⟨

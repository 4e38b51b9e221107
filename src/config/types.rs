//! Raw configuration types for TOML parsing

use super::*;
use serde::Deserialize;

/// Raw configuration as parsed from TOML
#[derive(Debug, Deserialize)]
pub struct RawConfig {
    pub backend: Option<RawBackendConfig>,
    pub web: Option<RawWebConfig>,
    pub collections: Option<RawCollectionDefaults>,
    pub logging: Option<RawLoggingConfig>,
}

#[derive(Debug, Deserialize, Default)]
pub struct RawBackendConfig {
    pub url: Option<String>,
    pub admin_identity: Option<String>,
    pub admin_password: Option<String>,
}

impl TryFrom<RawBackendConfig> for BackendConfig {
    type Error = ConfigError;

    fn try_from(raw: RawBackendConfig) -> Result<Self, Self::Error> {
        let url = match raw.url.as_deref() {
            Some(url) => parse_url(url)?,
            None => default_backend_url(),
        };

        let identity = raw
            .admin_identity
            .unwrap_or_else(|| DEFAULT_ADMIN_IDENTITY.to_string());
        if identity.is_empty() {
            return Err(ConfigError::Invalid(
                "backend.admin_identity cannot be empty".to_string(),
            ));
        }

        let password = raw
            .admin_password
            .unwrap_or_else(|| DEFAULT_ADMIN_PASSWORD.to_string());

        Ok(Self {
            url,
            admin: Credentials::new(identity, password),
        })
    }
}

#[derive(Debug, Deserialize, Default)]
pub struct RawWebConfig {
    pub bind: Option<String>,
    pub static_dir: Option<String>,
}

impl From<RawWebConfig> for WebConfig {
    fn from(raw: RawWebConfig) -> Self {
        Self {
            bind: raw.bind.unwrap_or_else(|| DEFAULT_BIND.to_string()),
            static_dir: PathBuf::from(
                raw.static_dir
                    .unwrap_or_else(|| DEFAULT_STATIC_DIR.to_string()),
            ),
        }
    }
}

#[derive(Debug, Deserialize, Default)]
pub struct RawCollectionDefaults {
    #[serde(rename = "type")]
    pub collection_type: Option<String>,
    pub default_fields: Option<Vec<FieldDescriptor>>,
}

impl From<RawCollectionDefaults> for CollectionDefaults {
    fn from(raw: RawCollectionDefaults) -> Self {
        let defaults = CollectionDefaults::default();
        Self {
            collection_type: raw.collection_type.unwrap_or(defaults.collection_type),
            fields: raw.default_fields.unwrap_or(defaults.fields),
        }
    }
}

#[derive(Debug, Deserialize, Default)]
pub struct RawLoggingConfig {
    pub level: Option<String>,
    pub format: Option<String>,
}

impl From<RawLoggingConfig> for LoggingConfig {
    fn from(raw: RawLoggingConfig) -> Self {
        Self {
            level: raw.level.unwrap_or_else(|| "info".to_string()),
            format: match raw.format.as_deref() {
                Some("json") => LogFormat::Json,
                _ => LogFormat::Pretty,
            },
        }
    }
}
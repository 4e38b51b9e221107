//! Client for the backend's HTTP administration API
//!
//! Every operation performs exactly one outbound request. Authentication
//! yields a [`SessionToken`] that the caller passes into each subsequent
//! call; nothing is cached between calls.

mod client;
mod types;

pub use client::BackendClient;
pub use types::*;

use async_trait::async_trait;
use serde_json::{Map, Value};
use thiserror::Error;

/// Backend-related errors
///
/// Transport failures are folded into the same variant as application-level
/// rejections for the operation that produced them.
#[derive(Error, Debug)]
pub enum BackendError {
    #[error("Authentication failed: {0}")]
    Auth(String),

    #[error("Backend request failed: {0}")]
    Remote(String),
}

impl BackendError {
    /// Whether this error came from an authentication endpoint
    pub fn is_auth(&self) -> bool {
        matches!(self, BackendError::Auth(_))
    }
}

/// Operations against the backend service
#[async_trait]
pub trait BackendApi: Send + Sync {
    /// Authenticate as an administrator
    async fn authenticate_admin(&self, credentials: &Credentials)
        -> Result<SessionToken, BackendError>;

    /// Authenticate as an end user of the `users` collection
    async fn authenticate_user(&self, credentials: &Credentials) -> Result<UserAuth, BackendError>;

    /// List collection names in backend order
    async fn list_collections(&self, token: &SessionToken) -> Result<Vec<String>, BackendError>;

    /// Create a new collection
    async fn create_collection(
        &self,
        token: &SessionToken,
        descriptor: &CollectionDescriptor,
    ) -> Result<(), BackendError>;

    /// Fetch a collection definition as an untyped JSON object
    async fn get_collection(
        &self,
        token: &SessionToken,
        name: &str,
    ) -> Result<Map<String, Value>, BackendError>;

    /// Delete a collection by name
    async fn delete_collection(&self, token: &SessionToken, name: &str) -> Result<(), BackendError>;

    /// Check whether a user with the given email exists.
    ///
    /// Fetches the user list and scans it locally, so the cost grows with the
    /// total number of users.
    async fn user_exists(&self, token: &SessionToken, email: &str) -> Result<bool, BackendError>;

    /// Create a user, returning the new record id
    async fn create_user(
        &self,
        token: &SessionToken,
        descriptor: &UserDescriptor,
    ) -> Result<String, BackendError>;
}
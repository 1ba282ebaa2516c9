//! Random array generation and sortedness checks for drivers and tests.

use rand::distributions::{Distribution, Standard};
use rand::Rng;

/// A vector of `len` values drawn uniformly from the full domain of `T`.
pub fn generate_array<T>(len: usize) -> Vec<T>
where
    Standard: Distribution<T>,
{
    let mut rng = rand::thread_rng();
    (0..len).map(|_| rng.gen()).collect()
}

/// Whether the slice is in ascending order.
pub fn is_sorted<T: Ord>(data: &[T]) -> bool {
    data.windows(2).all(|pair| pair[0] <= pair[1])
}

⟩
⟨

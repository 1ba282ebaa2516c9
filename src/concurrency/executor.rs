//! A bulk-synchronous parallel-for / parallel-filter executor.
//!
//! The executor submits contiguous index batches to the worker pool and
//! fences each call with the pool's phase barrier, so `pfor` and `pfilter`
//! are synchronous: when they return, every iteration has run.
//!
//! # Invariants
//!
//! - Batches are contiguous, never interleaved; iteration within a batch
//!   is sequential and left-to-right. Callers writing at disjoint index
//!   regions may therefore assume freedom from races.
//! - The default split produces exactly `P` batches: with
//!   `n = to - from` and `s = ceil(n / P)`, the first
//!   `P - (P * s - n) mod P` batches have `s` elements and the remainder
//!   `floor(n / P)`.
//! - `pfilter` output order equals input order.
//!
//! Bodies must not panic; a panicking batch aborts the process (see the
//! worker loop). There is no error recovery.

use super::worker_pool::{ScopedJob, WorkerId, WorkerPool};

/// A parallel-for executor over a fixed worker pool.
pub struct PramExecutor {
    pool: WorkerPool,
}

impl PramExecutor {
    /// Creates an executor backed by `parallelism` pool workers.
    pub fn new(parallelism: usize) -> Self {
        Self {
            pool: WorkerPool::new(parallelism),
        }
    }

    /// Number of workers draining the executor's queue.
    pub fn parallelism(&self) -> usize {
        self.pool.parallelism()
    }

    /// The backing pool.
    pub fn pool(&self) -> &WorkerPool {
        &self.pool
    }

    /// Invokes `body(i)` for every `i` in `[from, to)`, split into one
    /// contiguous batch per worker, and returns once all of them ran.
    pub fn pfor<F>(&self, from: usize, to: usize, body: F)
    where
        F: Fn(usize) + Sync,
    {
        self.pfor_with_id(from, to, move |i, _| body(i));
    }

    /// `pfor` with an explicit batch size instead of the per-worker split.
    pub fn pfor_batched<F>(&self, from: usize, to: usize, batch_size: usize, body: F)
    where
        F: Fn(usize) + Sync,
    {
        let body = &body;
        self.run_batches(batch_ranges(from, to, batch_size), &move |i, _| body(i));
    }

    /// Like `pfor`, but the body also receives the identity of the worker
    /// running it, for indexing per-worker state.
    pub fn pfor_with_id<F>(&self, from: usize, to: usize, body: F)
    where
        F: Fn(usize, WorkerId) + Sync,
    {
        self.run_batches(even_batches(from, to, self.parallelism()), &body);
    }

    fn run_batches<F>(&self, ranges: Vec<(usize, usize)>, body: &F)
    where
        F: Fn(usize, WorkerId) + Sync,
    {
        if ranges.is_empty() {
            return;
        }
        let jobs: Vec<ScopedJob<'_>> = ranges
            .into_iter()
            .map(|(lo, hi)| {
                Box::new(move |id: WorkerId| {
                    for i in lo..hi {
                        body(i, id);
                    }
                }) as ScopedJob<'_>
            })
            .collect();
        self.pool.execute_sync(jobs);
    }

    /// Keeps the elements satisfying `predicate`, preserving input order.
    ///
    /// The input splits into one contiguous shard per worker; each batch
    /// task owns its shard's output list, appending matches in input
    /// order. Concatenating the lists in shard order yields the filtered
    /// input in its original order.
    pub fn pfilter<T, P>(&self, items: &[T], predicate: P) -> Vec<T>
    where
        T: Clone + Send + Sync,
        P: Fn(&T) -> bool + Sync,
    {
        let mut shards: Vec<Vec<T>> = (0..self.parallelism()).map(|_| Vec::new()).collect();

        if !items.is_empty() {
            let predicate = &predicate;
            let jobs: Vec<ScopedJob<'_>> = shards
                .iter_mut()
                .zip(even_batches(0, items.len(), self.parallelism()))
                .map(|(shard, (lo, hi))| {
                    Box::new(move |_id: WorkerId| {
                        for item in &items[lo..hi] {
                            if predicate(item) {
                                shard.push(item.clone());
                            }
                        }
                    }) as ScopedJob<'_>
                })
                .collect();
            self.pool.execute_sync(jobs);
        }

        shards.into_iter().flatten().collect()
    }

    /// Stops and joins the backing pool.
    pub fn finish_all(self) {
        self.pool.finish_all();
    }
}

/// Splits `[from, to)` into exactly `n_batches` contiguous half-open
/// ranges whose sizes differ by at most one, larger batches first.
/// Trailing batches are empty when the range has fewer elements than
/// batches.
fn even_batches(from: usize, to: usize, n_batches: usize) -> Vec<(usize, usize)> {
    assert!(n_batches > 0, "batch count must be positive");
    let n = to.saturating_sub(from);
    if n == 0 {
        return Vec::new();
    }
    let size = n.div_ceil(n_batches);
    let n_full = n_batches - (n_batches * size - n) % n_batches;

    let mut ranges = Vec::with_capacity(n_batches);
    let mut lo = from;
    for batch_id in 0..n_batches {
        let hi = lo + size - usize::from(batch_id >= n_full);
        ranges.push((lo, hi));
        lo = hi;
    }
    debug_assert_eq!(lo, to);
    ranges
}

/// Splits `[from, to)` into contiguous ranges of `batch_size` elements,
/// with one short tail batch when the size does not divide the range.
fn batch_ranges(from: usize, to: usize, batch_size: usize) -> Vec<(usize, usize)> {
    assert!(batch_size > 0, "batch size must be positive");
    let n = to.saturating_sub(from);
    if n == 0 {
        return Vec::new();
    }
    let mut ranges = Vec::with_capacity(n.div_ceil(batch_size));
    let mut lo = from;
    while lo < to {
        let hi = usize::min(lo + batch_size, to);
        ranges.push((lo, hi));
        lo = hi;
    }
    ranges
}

⟩

## PROBLEM TO WORK ON
Show, from the listing above, each line that contains the word "Send".

## RESPONSE BOX
pub trait BackendApi: Send + Sync {
        T: Clone + Send + Sync,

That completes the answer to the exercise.